START THE RECORDS
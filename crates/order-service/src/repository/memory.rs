//! 内存订单仓储
//!
//! 语义与 PostgreSQL 实现一致（重复订单号返回 `AlreadyExists`，
//! 重复 track_number 视为约束冲突），用于本地联调与测试。
//! 支持预置失败，模拟瞬时或永久的存储错误。

use std::collections::{HashMap, VecDeque};
use std::sync::atomic::{AtomicUsize, Ordering};

use async_trait::async_trait;
use order_shared::error::{OrderError, Result};
use order_shared::models::Order;
use parking_lot::{Mutex, RwLock};

use super::traits::OrderRepositoryTrait;

#[derive(Default)]
pub struct InMemoryOrderRepository {
    orders: RwLock<HashMap<String, Order>>,
    create_failures: Mutex<VecDeque<OrderError>>,
    get_failures: Mutex<VecDeque<OrderError>>,
    get_all_failures: Mutex<VecDeque<OrderError>>,
    create_calls: AtomicUsize,
    get_calls: AtomicUsize,
}

impl InMemoryOrderRepository {
    pub fn new() -> Self {
        Self::default()
    }

    pub fn with_orders(orders: impl IntoIterator<Item = Order>) -> Self {
        let repo = Self::new();
        {
            let mut map = repo.orders.write();
            for order in orders {
                map.insert(order.order_uid.clone(), order);
            }
        }
        repo
    }

    /// 下一次 `create` 返回给定错误，可多次调用排队
    pub fn fail_next_create(&self, err: OrderError) {
        self.create_failures.lock().push_back(err);
    }

    pub fn fail_next_get(&self, err: OrderError) {
        self.get_failures.lock().push_back(err);
    }

    pub fn fail_next_get_all(&self, err: OrderError) {
        self.get_all_failures.lock().push_back(err);
    }

    pub fn create_calls(&self) -> usize {
        self.create_calls.load(Ordering::SeqCst)
    }

    pub fn get_calls(&self) -> usize {
        self.get_calls.load(Ordering::SeqCst)
    }

    pub fn len(&self) -> usize {
        self.orders.read().len()
    }

    pub fn is_empty(&self) -> bool {
        self.len() == 0
    }
}

#[async_trait]
impl OrderRepositoryTrait for InMemoryOrderRepository {
    async fn create(&self, order: &Order) -> Result<()> {
        self.create_calls.fetch_add(1, Ordering::SeqCst);
        if let Some(err) = self.create_failures.lock().pop_front() {
            return Err(err);
        }

        let mut orders = self.orders.write();
        if orders.contains_key(&order.order_uid) {
            return Err(OrderError::AlreadyExists {
                order_uid: order.order_uid.clone(),
            });
        }
        if orders
            .values()
            .any(|existing| existing.track_number == order.track_number)
        {
            return Err(OrderError::Internal(format!(
                "duplicate key value violates unique constraint on track_number {}",
                order.track_number
            )));
        }

        orders.insert(order.order_uid.clone(), order.clone());
        Ok(())
    }

    async fn get_order(&self, order_uid: &str) -> Result<Order> {
        self.get_calls.fetch_add(1, Ordering::SeqCst);
        if let Some(err) = self.get_failures.lock().pop_front() {
            return Err(err);
        }

        self.orders
            .read()
            .get(order_uid)
            .cloned()
            .ok_or_else(|| OrderError::NotFound {
                order_uid: order_uid.to_string(),
            })
    }

    async fn get_all(&self) -> Result<Vec<Order>> {
        if let Some(err) = self.get_all_failures.lock().pop_front() {
            return Err(err);
        }

        let mut orders: Vec<Order> = self.orders.read().values().cloned().collect();
        orders.sort_by(|a, b| b.date_created.cmp(&a.date_created));
        Ok(orders)
    }
}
END THE RECORDS
With every line kept whole, write out the records again exactly.

filename crates/order-service/src/repository/memory.rs
//! 内存订单仓储
//!
//! 语义与 PostgreSQL 实现一致（重复订单号返回 `AlreadyExists`，
//! 重复 track_number 视为约束冲突），用于本地联调与测试。
//! 支持预置失败，模拟瞬时或永久的存储错误。

use std::collections::{HashMap, VecDeque};
use std::sync::atomic::{AtomicUsize, Ordering};

use async_trait::async_trait;
use order_shared::error::{OrderError, Result};
use order_shared::models::Order;
use parking_lot::{Mutex, RwLock};

use super::traits::OrderRepositoryTrait;

#[derive(Default)]
pub struct InMemoryOrderRepository {
    orders: RwLock<HashMap<String, Order>>,
    create_failures: Mutex<VecDeque<OrderError>>,
    get_failures: Mutex<VecDeque<OrderError>>,
    get_all_failures: Mutex<VecDeque<OrderError>>,
    create_calls: AtomicUsize,
    get_calls: AtomicUsize,
}

impl InMemoryOrderRepository {
    pub fn new() -> Self {
        Self::default()
    }

    pub fn with_orders(orders: impl IntoIterator<Item = Order>) -> Self {
        let repo = Self::new();
        {
            let mut map = repo.orders.write();
            for order in orders {
                map.insert(order.order_uid.clone(), order);
            }
        }
        repo
    }

    /// 下一次 `create` 返回给定错误，可多次调用排队
    pub fn fail_next_create(&self, err: OrderError) {
        self.create_failures.lock().push_back(err);
    }

    pub fn fail_next_get(&self, err: OrderError) {
        self.get_failures.lock().push_back(err);
    }

    pub fn fail_next_get_all(&self, err: OrderError) {
        self.get_all_failures.lock().push_back(err);
    }

    pub fn create_calls(&self) -> usize {
        self.create_calls.load(Ordering::SeqCst)
    }

    pub fn get_calls(&self) -> usize {
        self.get_calls.load(Ordering::SeqCst)
    }

    pub fn len(&self) -> usize {
        self.orders.read().len()
    }

    pub fn is_empty(&self) -> bool {
        self.len() == 0
    }
}

#[async_trait]
impl OrderRepositoryTrait for InMemoryOrderRepository {
    async fn create(&self, order: &Order) -> Result<()> {
        self.create_calls.fetch_add(1, Ordering::SeqCst);
        if let Some(err) = self.create_failures.lock().pop_front() {
            return Err(err);
        }

        let mut orders = self.orders.write();
        if orders.contains_key(&order.order_uid) {
            return Err(OrderError::AlreadyExists {
                order_uid: order.order_uid.clone(),
            });
        }
        if orders
            .values()
            .any(|existing| existing.track_number == order.track_number)
        {
            return Err(OrderError::Internal(format!(
                "duplicate key value violates unique constraint on track_number {}",
                order.track_number
            )));
        }

        orders.insert(order.order_uid.clone(), order.clone());
        Ok(())
    }

    async fn get_order(&self, order_uid: &str) -> Result<Order> {
        self.get_calls.fetch_add(1, Ordering::SeqCst);
        if let Some(err) = self.get_failures.lock().pop_front() {
            return Err(err);
        }

        self.orders
            .read()
            .get(order_uid)
            .cloned()
            .ok_or_else(|| OrderError::NotFound {
                order_uid: order_uid.to_string(),
            })
    }

    async fn get_all(&self) -> Result<Vec<Order>> {
        if let Some(err) = self.get_all_failures.lock().pop_front() {
            return Err(err);
        }

        let mut orders: Vec<Order> = self.orders.read().values().cloned().collect();
        orders.sort_by(|a, b| b.date_created.cmp(&a.date_created));
        Ok(orders)
    }
}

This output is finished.